DenseNet has shown significant promise in the field of facial recognition. DenseNet as an extension of Residual CNN (ResNet) architecture has addressed the low-supervision problem of all its counterparts by initiating a between-layer connection using dense blocks. The dense blocks in the DenseNet architecture improve the learning process by leveraging a transition layer (essentially convolution, average pooling, and batch normalization between each dense block) that concatenates feature maps. As such, gradients from the initial input and loss function are shared by all the layers. The described implementation reduces the number of required parameters and feature maps, and consequently provides a less computationally expensive model. Therefore, we have decided to test DenseNet’s capabilities and compare it with other neural network architectures.

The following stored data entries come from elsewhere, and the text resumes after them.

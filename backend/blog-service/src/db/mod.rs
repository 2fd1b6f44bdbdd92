/// Database access layer
///
/// This module provides:
/// - `BlogStore`: read-only collection accessors consumed by the feed pipeline
/// - `MongoBlogStore`: MongoDB-backed implementation
/// - `InMemoryBlogStore`: fixture implementation for tests and demos
pub mod memory;
pub mod mongo;
pub mod schemas;

pub use memory::InMemoryBlogStore;
pub use mongo::{MongoBlogStore, MongoClient};

use crate::error::Result;
use crate::models::{Category, Comment, Like, Post, User};

/// Read-only accessors for the five blog collections.
///
/// Every call is a single bounded read of a whole collection in natural
/// order. Implementations report failures as `AppError::DependencyUnavailable`.
#[async_trait::async_trait]
pub trait BlogStore: Send + Sync {
    async fn list_users(&self) -> Result<Vec<User>>;

    async fn list_posts(&self) -> Result<Vec<Post>>;

    async fn list_comments(&self) -> Result<Vec<Comment>>;

    async fn list_likes(&self) -> Result<Vec<Like>>;

    async fn list_categories(&self) -> Result<Vec<Category>>;

    /// Cheap reachability probe for health checks
    async fn ping(&self) -> Result<()> {
        Ok(())
    }
}
use actix_web::{web, HttpResponse};

use super::FeedHandlerState;
use crate::error::Result;

/// All categories in collection order
/// GET /api/blog/categoryList
pub async fn get_category_list(state: web::Data<FeedHandlerState>) -> Result<HttpResponse> {
    let categories = state.feed.categories().await?;
    Ok(HttpResponse::Ok().json(categories))
}
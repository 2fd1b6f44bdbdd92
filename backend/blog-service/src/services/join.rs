//! Owner join: attach users to posts, comments and likes.
//!
//! `join_users` is a left-outer join on owner reference == user id.
//! `attach_owner` then flattens the joined users into owner columns and
//! decides what happens when nothing matched.

use std::collections::HashMap;
use std::fmt;
use std::str::FromStr;

use tracing::warn;

use crate::error::{AppError, Result};
use crate::metrics::feed::FEED_MISSING_OWNER_SKIPPED;
use crate::models::{Joined, OwnedRecord, OwnerFields, User, WithOwner};

/// What to do with a record whose owner reference matches no user.
#[derive(Debug, Clone, Copy, PartialEq, Eq, Default)]
pub enum MissingOwnerPolicy {
    /// Abort the request with `AppError::DataIntegrity`
    #[default]
    Fail,
    /// Drop the record, log a warning and count it
    Skip,
}

impl FromStr for MissingOwnerPolicy {
    type Err = String;

    fn from_str(s: &str) -> std::result::Result<Self, Self::Err> {
        match s.trim().to_ascii_lowercase().as_str() {
            "fail" => Ok(Self::Fail),
            "skip" => Ok(Self::Skip),
            other => Err(format!(
                "unknown missing-owner policy '{}', expected 'fail' or 'skip'",
                other
            )),
        }
    }
}

impl fmt::Display for MissingOwnerPolicy {
    fn fmt(&self, f: &mut fmt::Formatter<'_>) -> fmt::Result {
        match self {
            Self::Fail => f.write_str("fail"),
            Self::Skip => f.write_str("skip"),
        }
    }
}

/// Attach every user whose id equals the record's owner reference.
///
/// Matches keep user-collection order and are never deduplicated, so a
/// duplicated user id yields more than one entry in `user_details`.
pub fn join_users<T: OwnedRecord>(records: Vec<T>, users: &[User]) -> Vec<Joined<T>> {
    let mut by_id: HashMap<&str, Vec<&User>> = HashMap::with_capacity(users.len());
    for user in users {
        by_id.entry(user.id.as_str()).or_default().push(user);
    }

    records
        .into_iter()
        .map(|record| {
            let user_details = by_id
                .get(record.owner_id())
                .map(|matches| matches.iter().map(|u| (*u).clone()).collect())
                .unwrap_or_default();
            Joined {
                record,
                user_details,
            }
        })
        .collect()
}

/// Flatten joined users into owner columns; the first match wins.
///
/// `collection` names the source collection in errors, logs and metrics.
pub fn attach_owner<T: OwnedRecord>(
    joined: Vec<Joined<T>>,
    policy: MissingOwnerPolicy,
    collection: &'static str,
) -> Result<Vec<WithOwner<T>>> {
    resolve_owners(joined, policy, collection, |joined, owner| WithOwner {
        record: joined.record,
        owner,
    })
}

/// Like `attach_owner`, but the `userDetails` array stays on the record.
pub fn attach_owner_keeping_details<T: OwnedRecord>(
    joined: Vec<Joined<T>>,
    policy: MissingOwnerPolicy,
    collection: &'static str,
) -> Result<Vec<WithOwner<Joined<T>>>> {
    resolve_owners(joined, policy, collection, |joined, owner| WithOwner {
        record: joined,
        owner,
    })
}

fn resolve_owners<T, R, F>(
    joined: Vec<Joined<T>>,
    policy: MissingOwnerPolicy,
    collection: &'static str,
    build: F,
) -> Result<Vec<R>>
where
    T: OwnedRecord,
    F: Fn(Joined<T>, OwnerFields) -> R,
{
    let mut out = Vec::with_capacity(joined.len());

    for item in joined {
        let Some(owner) = item.user_details.first().map(OwnerFields::from) else {
            let record = &item.record;
            match policy {
                MissingOwnerPolicy::Fail => {
                    return Err(AppError::DataIntegrity(format!(
                        "{} {} references missing user {}",
                        collection,
                        record.record_id(),
                        record.owner_id()
                    )));
                }
                MissingOwnerPolicy::Skip => {
                    warn!(
                        collection,
                        record_id = record.record_id(),
                        owner_id = record.owner_id(),
                        "skipping record with unresolved owner"
                    );
                    FEED_MISSING_OWNER_SKIPPED
                        .with_label_values(&[collection])
                        .inc();
                    continue;
                }
            }
        };

        out.push(build(item, owner));
    }

    Ok(out)
}

/// `join_users` followed by `attach_owner`.
pub fn join_owner<T: OwnedRecord>(
    records: Vec<T>,
    users: &[User],
    policy: MissingOwnerPolicy,
    collection: &'static str,
) -> Result<Vec<WithOwner<T>>> {
    attach_owner(join_users(records, users), policy, collection)
}

#[cfg(test)]
mod tests {
    use super::*;
    use crate::models::Like;

    fn user(id: &str, name: &str) -> User {
        User {
            id: id.into(),
            full_name: name.into(),
            username: name.to_lowercase(),
            user_profile_photo: format!("{}.png", name),
        }
    }

    fn like(id: &str, owner: &str) -> Like {
        Like {
            id: id.into(),
            user_id: owner.into(),
            post_id: "p1".into(),
        }
    }

    #[test]
    fn attaches_only_matching_users() {
        let users = vec![user("u1", "Ada"), user("u2", "Grace")];
        let joined = join_users(vec![like("l1", "u2"), like("l2", "u1")], &users);

        assert_eq!(joined.len(), 2);
        assert_eq!(joined[0].user_details, vec![user("u2", "Grace")]);
        assert_eq!(joined[1].user_details, vec![user("u1", "Ada")]);
    }

    #[test]
    fn unmatched_owner_gets_empty_details() {
        let users = vec![user("u1", "Ada")];
        let joined = join_users(vec![like("l1", "u99")], &users);

        assert_eq!(joined.len(), 1);
        assert!(joined[0].user_details.is_empty());
    }

    #[test]
    fn duplicate_user_ids_are_all_attached_first_wins_on_flatten() {
        let users = vec![user("u1", "Ada"), user("u1", "Impostor")];
        let joined = join_users(vec![like("l1", "u1")], &users);
        assert_eq!(joined[0].user_details.len(), 2);

        let flat = attach_owner(joined, MissingOwnerPolicy::Fail, "like").unwrap();
        assert_eq!(flat[0].owner.user_full_name, "Ada");
    }

    #[test]
    fn fail_policy_reports_data_integrity() {
        let users = vec![user("u1", "Ada")];
        let err = join_owner(
            vec![like("l1", "u1"), like("l2", "u99")],
            &users,
            MissingOwnerPolicy::Fail,
            "like",
        )
        .unwrap_err();

        match err {
            AppError::DataIntegrity(msg) => {
                assert!(msg.contains("l2"));
                assert!(msg.contains("u99"));
            }
            other => panic!("expected DataIntegrity, got {:?}", other),
        }
    }

    #[test]
    fn skip_policy_drops_only_orphans() {
        let users = vec![user("u1", "Ada")];
        let flat = join_owner(
            vec![like("l1", "u99"), like("l2", "u1"), like("l3", "u98")],
            &users,
            MissingOwnerPolicy::Skip,
            "like",
        )
        .unwrap();

        assert_eq!(flat.len(), 1);
        assert_eq!(flat[0].record.id, "l2");
        assert_eq!(flat[0].owner.username, "ada");
    }

    #[test]
    fn keeping_details_flattens_first_match_and_keeps_array() {
        let users = vec![user("u1", "Ada"), user("u1", "Impostor")];
        let joined = join_users(vec![like("l1", "u1"), like("l2", "u99")], &users);

        let flat =
            attach_owner_keeping_details(joined, MissingOwnerPolicy::Skip, "like").unwrap();
        assert_eq!(flat.len(), 1);
        assert_eq!(flat[0].owner.user_full_name, "Ada");
        assert_eq!(flat[0].record.user_details.len(), 2);
        assert_eq!(flat[0].record.record.id, "l1");
    }

    #[test]
    fn policy_parses_case_insensitively() {
        assert_eq!("SKIP".parse::<MissingOwnerPolicy>(), Ok(MissingOwnerPolicy::Skip));
        assert_eq!(" fail ".parse::<MissingOwnerPolicy>(), Ok(MissingOwnerPolicy::Fail));
        assert!("ignore".parse::<MissingOwnerPolicy>().is_err());
    }
}
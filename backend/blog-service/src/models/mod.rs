/// Data models for blog-service
///
/// This module defines structures for:
/// - User: Author identity as seen by the feed (no credentials)
/// - Post: Blog posts with a category and an owner
/// - Comment / Like: Reactions attached to a post
/// - Category: Numeric-keyed lookup table for post categories
///
/// JSON field names follow the stored documents so that responses keep the
/// shape existing clients already consume.
use chrono::{DateTime, Utc};
use serde::{Deserialize, Serialize};

pub mod views;

pub use views::{
    CommentWithUser, Joined, LikeWithUser, OwnerFields, PostFeedRecord, PostInformation,
    PostWithCategory, PostWithUser, WithOwner,
};

/// Author of posts, comments and likes.
#[derive(Debug, Clone, PartialEq, Eq, Serialize, Deserialize)]
#[serde(rename_all = "camelCase")]
pub struct User {
    #[serde(rename = "_id")]
    pub id: String,
    pub full_name: String,
    pub username: String,
    pub user_profile_photo: String,
}

#[derive(Debug, Clone, PartialEq, Eq, Serialize, Deserialize)]
#[serde(rename_all = "camelCase")]
pub struct Post {
    #[serde(rename = "_id")]
    pub id: String,
    pub post_title: String,
    pub post_description: String,
    #[serde(rename = "categoryID")]
    pub category_id: i64,
    #[serde(rename = "userID")]
    pub user_id: String,
    pub post_image: String,
    pub post_date_time: DateTime<Utc>,
    pub post_status: String,
}

#[derive(Debug, Clone, PartialEq, Eq, Serialize, Deserialize)]
#[serde(rename_all = "camelCase")]
pub struct Comment {
    #[serde(rename = "_id")]
    pub id: String,
    pub comment_description: String,
    pub comment_date_time: DateTime<Utc>,
    #[serde(rename = "userID")]
    pub user_id: String,
    #[serde(rename = "postID")]
    pub post_id: String,
}

#[derive(Debug, Clone, PartialEq, Eq, Serialize, Deserialize)]
pub struct Like {
    #[serde(rename = "_id")]
    pub id: String,
    #[serde(rename = "userID")]
    pub user_id: String,
    #[serde(rename = "postID")]
    pub post_id: String,
}

#[derive(Debug, Clone, PartialEq, Eq, Serialize, Deserialize)]
#[serde(rename_all = "camelCase")]
pub struct Category {
    #[serde(rename = "_id")]
    pub id: String,
    #[serde(rename = "categoryID")]
    pub category_id: i64,
    pub category_name: String,
    pub category_description: String,
}

/// A record that belongs to exactly one user through an owner reference.
pub trait OwnedRecord {
    /// Primary identifier of the record itself.
    fn record_id(&self) -> &str;

    /// Identifier of the owning user.
    fn owner_id(&self) -> &str;
}

/// A record that hangs off a post (comments and likes).
pub trait PostScoped {
    fn parent_post_id(&self) -> &str;
}

impl OwnedRecord for Post {
    fn record_id(&self) -> &str {
        &self.id
    }

    fn owner_id(&self) -> &str {
        &self.user_id
    }
}

impl OwnedRecord for Comment {
    fn record_id(&self) -> &str {
        &self.id
    }

    fn owner_id(&self) -> &str {
        &self.user_id
    }
}

impl OwnedRecord for Like {
    fn record_id(&self) -> &str {
        &self.id
    }

    fn owner_id(&self) -> &str {
        &self.user_id
    }
}

impl PostScoped for Comment {
    fn parent_post_id(&self) -> &str {
        &self.post_id
    }
}

impl PostScoped for Like {
    fn parent_post_id(&self) -> &str {
        &self.post_id
    }
}
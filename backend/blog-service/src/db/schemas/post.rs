//! Post document schema

use bson::{oid::ObjectId, DateTime};
use serde::{Deserialize, Serialize};

use crate::models::Post;

/// Collection name for posts
pub const POST_COLLECTION: &str = "blogposts";

/// Post document stored in MongoDB
#[derive(Serialize, Deserialize, Clone, Debug)]
#[serde(rename_all = "camelCase")]
pub struct PostDoc {
    #[serde(rename = "_id")]
    pub id: ObjectId,

    pub post_title: String,

    pub post_description: String,

    /// Matches `categoryID` in the category collection
    #[serde(rename = "categoryID")]
    pub category_id: i64,

    /// Owning user
    #[serde(rename = "userID")]
    pub user_id: ObjectId,

    /// File name of the cover image
    pub post_image: String,

    pub post_date_time: DateTime,

    /// Publication state, "posted" for every post created through the API
    pub post_status: String,
}

impl From<PostDoc> for Post {
    fn from(doc: PostDoc) -> Self {
        Post {
            id: doc.id.to_hex(),
            post_title: doc.post_title,
            post_description: doc.post_description,
            category_id: doc.category_id,
            user_id: doc.user_id.to_hex(),
            post_image: doc.post_image,
            post_date_time: doc.post_date_time.to_chrono(),
            post_status: doc.post_status,
        }
    }
}
/// Business logic layer for blog-service
///
/// The feed pipeline is split into pure stages plus one orchestrator:
/// - `join`: owner join and owner flattening
/// - `category`: category name enrichment
/// - `assembly`: grouping comments and likes under their post
/// - `feed`: reads the collections and runs the stages in order
pub mod assembly;
pub mod category;
pub mod feed;
pub mod join;

// Re-export commonly used services
pub use feed::FeedService;
pub use join::MissingOwnerPolicy;
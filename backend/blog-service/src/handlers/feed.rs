use actix_web::{web, HttpResponse};
use std::sync::Arc;
use tracing::debug;

use crate::error::Result;
use crate::services::FeedService;

pub struct FeedHandlerState {
    pub feed: Arc<FeedService>,
}

impl FeedHandlerState {
    pub fn new(feed: FeedService) -> Self {
        Self {
            feed: Arc::new(feed),
        }
    }
}

/// Full feed: every post with owner, category, comments and likes
/// GET /api/blogPost/allPost
pub async fn get_all_posts(state: web::Data<FeedHandlerState>) -> Result<HttpResponse> {
    let feed = state.feed.get_feed().await?;
    debug!(records = feed.len(), "serving feed");
    Ok(HttpResponse::Ok().json(feed))
}
use actix_cors::Cors;
use actix_web::{http::header, middleware::Logger, web, App, HttpServer};
use blog_service::db::{MongoBlogStore, MongoClient};
use blog_service::handlers::{self, FeedHandlerState};
use blog_service::services::FeedService;
use std::io;
use std::sync::Arc;
use std::time::Duration;
use tracing_subscriber::{layer::SubscriberExt, util::SubscriberInitExt};

fn init_tracing() {
    let filter = tracing_subscriber::EnvFilter::try_from_default_env()
        .unwrap_or_else(|_| "info,actix_web=info,mongodb=warn".into());
    let json = std::env::var("LOG_FORMAT")
        .map(|v| v.eq_ignore_ascii_case("json"))
        .unwrap_or(false);

    let registry = tracing_subscriber::registry().with(filter);
    if json {
        registry.with(tracing_subscriber::fmt::layer().json()).init();
    } else {
        registry.with(tracing_subscriber::fmt::layer()).init();
    }
}

/// Blog Service
///
/// Serves the composed post feed and the joined views it is built from.
///
/// # Routes
///
/// - `/api/blogPost/allPost` - Posts with author, category, comments and likes
/// - `/api/blogPost/*WithUserInfo` - Intermediate joins
/// - `/api/blog/categoryList` - Categories
/// - `/api/v1/health`, `/metrics` - Operations
///
/// Runs on port 8080 (configurable via BLOG_SERVICE_PORT).
#[actix_web::main]
async fn main() -> io::Result<()> {
    // Support container healthchecks via CLI subcommand: `healthcheck`
    {
        let mut args = std::env::args();
        let _bin = args.next();
        if let Some(cmd) = args.next() {
            if cmd == "healthcheck" {
                let port = std::env::var("BLOG_SERVICE_PORT").unwrap_or_else(|_| "8080".into());
                let url = format!("http://127.0.0.1:{}/api/v1/health", port);
                return match reqwest::Client::new().get(&url).send().await {
                    Ok(resp) if resp.status().is_success() => Ok(()),
                    Ok(resp) => {
                        eprintln!("healthcheck HTTP status: {}", resp.status());
                        Err(io::Error::new(io::ErrorKind::Other, "healthcheck failed"))
                    }
                    Err(e) => {
                        eprintln!("healthcheck HTTP error: {}", e);
                        Err(io::Error::new(io::ErrorKind::Other, "healthcheck error"))
                    }
                };
            }
        }
    }

    dotenvy::dotenv().ok();
    init_tracing();

    // Load configuration
    let config = match blog_service::Config::from_env() {
        Ok(cfg) => cfg,
        Err(e) => {
            tracing::error!("Configuration loading failed: {:#}", e);
            eprintln!("ERROR: Failed to load configuration: {:#}", e);
            std::process::exit(1);
        }
    };
    let policy = match config.feed.policy() {
        Ok(policy) => policy,
        Err(e) => {
            tracing::error!("Invalid feed configuration: {:#}", e);
            std::process::exit(1);
        }
    };

    tracing::info!("Starting blog-service v{}", env!("CARGO_PKG_VERSION"));
    tracing::info!("Environment: {}", config.app.env);
    tracing::info!("Missing-owner policy: {}", policy);

    let mongo = MongoClient::connect(
        &config.database.url,
        config.database.name.as_deref(),
        Duration::from_millis(config.database.timeout_ms),
    )
    .await
    .map_err(|e| {
        tracing::error!("MongoDB connection failed: {}", e);
        io::Error::new(io::ErrorKind::ConnectionRefused, e.to_string())
    })?;

    let store = Arc::new(MongoBlogStore::new(mongo));
    let feed_state = web::Data::new(FeedHandlerState::new(FeedService::new(store, policy)));

    let http_bind_address = format!("{}:{}", config.app.host, config.app.port);
    tracing::info!("Starting HTTP server at {}", http_bind_address);

    let cors_config = config.cors.clone();
    HttpServer::new(move || {
        let mut cors = Cors::default();
        for origin in cors_config.origins() {
            if origin == "*" {
                cors = cors.allow_any_origin();
            } else {
                cors = cors.allowed_origin(origin);
            }
        }
        cors = cors
            .allowed_methods(vec!["GET"])
            .allowed_headers(vec![header::CONTENT_TYPE, header::AUTHORIZATION])
            .supports_credentials()
            .max_age(3600);

        App::new()
            .app_data(feed_state.clone())
            .wrap(cors)
            .wrap(Logger::default())
            .wrap(tracing_actix_web::TracingLogger::default())
            .configure(handlers::configure_routes)
    })
    .bind(&http_bind_address)?
    .run()
    .await?;

    tracing::info!("Blog-service shutting down");
    Ok(())
}
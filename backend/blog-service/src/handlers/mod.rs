/// HTTP handlers for blog read endpoints
///
/// This module contains handlers for:
/// - Feed: the fully composed post feed
/// - Views: intermediate joins (posts, comments and likes with their users)
/// - Categories: category lookup table
/// - Health: liveness and store reachability
pub mod categories;
pub mod feed;
pub mod health;
pub mod views;

use actix_web::{web, HttpRequest, HttpResponse};

use crate::error::AppError;

pub use categories::get_category_list;
pub use feed::{get_all_posts, FeedHandlerState};
pub use health::{health_summary, liveness_check};
pub use views::{
    get_comment_with_user_info, get_like_with_user_info, get_only_post_information,
    get_post_with_category_info, get_post_with_comment_user_info, get_post_with_like_user_info,
    get_post_with_user_info,
};

/// Register every route served by blog-service.
///
/// Expects `web::Data<FeedHandlerState>` to be registered on the app.
pub fn configure_routes(cfg: &mut web::ServiceConfig) {
    cfg.route("/metrics", web::get().to(crate::metrics::serve_metrics))
        .route(
            crate::openapi::ApiDoc::openapi_json_path(),
            web::get().to(crate::openapi::openapi_json),
        )
        // Health check endpoints
        .route("/api/v1/health", web::get().to(health_summary))
        .route("/api/v1/health/live", web::get().to(liveness_check))
        .service(
            web::scope("/api/blog").route("/categoryList", web::get().to(get_category_list)),
        )
        .service(
            web::scope("/api/blogPost")
                .route("/allPost", web::get().to(get_all_posts))
                .route("/postWithUserInfo", web::get().to(get_post_with_user_info))
                .route(
                    "/onlyPostInformation",
                    web::get().to(get_only_post_information),
                )
                .route(
                    "/postWithCategoryInfo",
                    web::get().to(get_post_with_category_info),
                )
                .route(
                    "/commentWithUserInfo",
                    web::get().to(get_comment_with_user_info),
                )
                .route(
                    "/postWithCommentUserInfo",
                    web::get().to(get_post_with_comment_user_info),
                )
                .route("/likeWithUserInfo", web::get().to(get_like_with_user_info))
                .route(
                    "/postWithLikeUserInfo",
                    web::get().to(get_post_with_like_user_info),
                ),
        )
        .default_service(web::route().to(not_found));
}

async fn not_found(req: HttpRequest) -> Result<HttpResponse, AppError> {
    Err(AppError::NotFound(format!("{} {}", req.method(), req.path())))
}
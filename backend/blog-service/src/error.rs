/// Error types for Blog Service
///
/// Every failure surfaced by the feed pipeline maps to exactly one variant.
/// Errors are converted to HTTP responses for API clients; the pipeline never
/// returns a partial feed.
use actix_web::{error::ResponseError, http::StatusCode, HttpResponse};
use thiserror::Error;

/// Result type for blog-service operations
pub type Result<T> = std::result::Result<T, AppError>;

/// Application error types
#[derive(Error, Debug)]
pub enum AppError {
    /// A post, comment or like references a user that does not exist
    #[error("Data integrity error: {0}")]
    DataIntegrity(String),

    /// A collection accessor failed (store unreachable, undecodable document)
    #[error("Dependency unavailable: {0}")]
    DependencyUnavailable(String),

    /// Resource not found
    #[error("Not found: {0}")]
    NotFound(String),

    /// Internal server error
    #[error("Internal error: {0}")]
    Internal(String),
}

impl AppError {
    /// Short label used for metrics and structured logs.
    pub fn kind(&self) -> &'static str {
        match self {
            AppError::DataIntegrity(_) => "data_integrity",
            AppError::DependencyUnavailable(_) => "dependency_unavailable",
            AppError::NotFound(_) => "not_found",
            AppError::Internal(_) => "internal",
        }
    }
}

impl ResponseError for AppError {
    fn status_code(&self) -> StatusCode {
        match self {
            AppError::DataIntegrity(_) | AppError::Internal(_) => {
                StatusCode::INTERNAL_SERVER_ERROR
            }
            AppError::DependencyUnavailable(_) => StatusCode::SERVICE_UNAVAILABLE,
            AppError::NotFound(_) => StatusCode::NOT_FOUND,
        }
    }

    fn error_response(&self) -> HttpResponse {
        let status = self.status_code();
        let error_msg = self.to_string();

        HttpResponse::build(status).json(serde_json::json!({
            "error": error_msg,
            "status": status.as_u16(),
        }))
    }
}

impl From<mongodb::error::Error> for AppError {
    fn from(err: mongodb::error::Error) -> Self {
        AppError::DependencyUnavailable(err.to_string())
    }
}

impl From<serde_json::Error> for AppError {
    fn from(err: serde_json::Error) -> Self {
        AppError::Internal(err.to_string())
    }
}
//! Comment document schema

use bson::{oid::ObjectId, DateTime};
use serde::{Deserialize, Serialize};

use crate::models::Comment;

/// Collection name for comments
pub const COMMENT_COLLECTION: &str = "blogpostcomments";

#[derive(Serialize, Deserialize, Clone, Debug)]
#[serde(rename_all = "camelCase")]
pub struct CommentDoc {
    #[serde(rename = "_id")]
    pub id: ObjectId,

    pub comment_description: String,

    /// Creation time, bumped when the comment is edited
    pub comment_date_time: DateTime,

    #[serde(rename = "userID")]
    pub user_id: ObjectId,

    #[serde(rename = "postID")]
    pub post_id: ObjectId,
}

impl From<CommentDoc> for Comment {
    fn from(doc: CommentDoc) -> Self {
        Comment {
            id: doc.id.to_hex(),
            comment_description: doc.comment_description,
            comment_date_time: doc.comment_date_time.to_chrono(),
            user_id: doc.user_id.to_hex(),
            post_id: doc.post_id.to_hex(),
        }
    }
}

VGG-19, as an algorithm that has been widely used to extract the features of the detected face frames [
19], was chosen to be compared with the DenseNet architecture. VGG-19’s architecture eases the face-annotation process by forming a large training dataset with the use of online knowledge sources that are then used to implement deep CNNs to perform the task of face recognition. The formed model is then evaluated on face recognition benchmarks to analyze model efficiency regarding the generation of facial features. During this process, VGG-19 is trained on classifiers with sigmoid activation function in the output layer which produces a vector representation of facial features (face embedding) to fine-tune the model. The fine-tuning process differentiates class similarities using Euclidean distance that is achieved using a triplet loss function that aims at comparing Euclidean spaces of similar and different faces using learning score vectors. The CNN architecture implemented in VGG-19 implements fully connected classifiers that include kernels and ReLU activation followed by maxpooling layers.
Finally, we have implemented a Custom CNN architecture to evaluate the performance of previously described algorithms and analyze the effectiveness of dropout, padding, augmentation and grayscale analysis on model performance.
This study aims to provide an in-depth analysis on the described algorithms, structures and mechanisms that could be leveraged in the implementation of an ensembled multi-attentional network to identify deepfake media. The result of this work contributes to the nascent literature on deepfakery by providing a comparative study on effective algorithms for deepfake detection on facial images within the possible use of digital forensics in criminal investigations.
The rest of this paper is organized as follows.
Section 2 provides a literature review of the algorithms and datasets that are widely used for deepfake detection.
Section 3 provides details on the analysis methods and configurations of the compared algorithms as well as with the details on the tested dataset.
Section 4 provides the results of the comparative analysis. Finally,
Section 5 concludes with implications, limitations, and suggestions for future research.